Dehors les chiens, les infidèles – Maïa Mazaurette
Les Ténèbres ont vaincu, voilà trois générations. Auristelle a été boutée hors de l’Occident Noir, et le royaume chrétien tente de survivre à l’interminable nuit provoquée par la perte de l’Étoile du Matin. Pour les Quêteurs, l’espoir réside en la redécouverte de la relique sacrée. Des rues sordides de la cité satanique jusqu’au champ de bataille maudit où Galaad et son armée chrétienne tombèrent, ces adolescents parcourent ce monde crépusculaire, encore inconscients que le pire ennemi pourrait bien se cacher au sein même des dernières cités chrétiennes…

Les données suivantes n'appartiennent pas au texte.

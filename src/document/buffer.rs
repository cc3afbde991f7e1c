//! Offset and position arithmetic over plain text.
//!
//! Offsets count `char`s. Lines are separated by `\n`; a `\r` is an ordinary
//! character on its line.

use super::{Position, Range};

/// Position of the character offset `offset`, clamped to the end of `text`.
pub fn position_at(text: &str, offset: usize) -> Position {
    let mut line = 0;
    let mut character = 0;
    for ch in text.chars().take(offset) {
        if ch == '\n' {
            line += 1;
            character = 0;
        } else {
            character += 1;
        }
    }
    Position { line, character }
}

/// Character offset of `position`, or `None` when it lies outside `text`.
pub fn offset_at(text: &str, position: Position) -> Option<usize> {
    let mut line = 0;
    let mut character = 0;
    for (offset, ch) in text.chars().enumerate() {
        if line == position.line && character == position.character {
            return Some(offset);
        }
        if ch == '\n' {
            if line == position.line {
                return None;
            }
            line += 1;
            character = 0;
        } else {
            character += 1;
        }
    }
    (line == position.line && character == position.character).then(|| text.chars().count())
}

/// Range covering the whole of `text`.
pub fn full_range(text: &str) -> Range {
    Range {
        start: Position::default(),
        end: position_at(text, text.chars().count()),
    }
}

/// Replace `range` in `text` with `replacement`.
pub fn splice(text: &str, range: Range, replacement: &str) -> Result<String, String> {
    let start = offset_at(text, range.start)
        .ok_or_else(|| format!("start {:?} is outside the document", range.start))?;
    let end = offset_at(text, range.end)
        .ok_or_else(|| format!("end {:?} is outside the document", range.end))?;
    if end < start {
        return Err(format!("range end {:?} precedes start {:?}", range.end, range.start));
    }

    let mut out = String::with_capacity(text.len() + replacement.len());
    out.extend(text.chars().take(start));
    out.push_str(replacement);
    out.extend(text.chars().skip(end));
    Ok(out)
}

Première lecture pour ma part d’un roman de Maïa Mazaurette, après l’avoir découverte dans l’anthologie des 10 ans de la collection Folio SF. J’avais alors trouvé sa nouvelle fantastique « Chronos » bien trop ordinaire, malgré la qualité d’écriture de la jeune journaliste. Après avoir lu Dehors les chiens, les infidèles, je dois reconnaître que mon jugement n’a guère évolué. Roman distrayant, très bien écrit et captivant à lire, il brille cependant plus pour son style haletant que pour l’originalité de son univers. La faute probablement à cette fichue quatrième de couverture, qui me ventait la naissance d’une grande auteure de fantasy. Rien que ça. Mais il ne faut pas m’en promettre sans raison, moi !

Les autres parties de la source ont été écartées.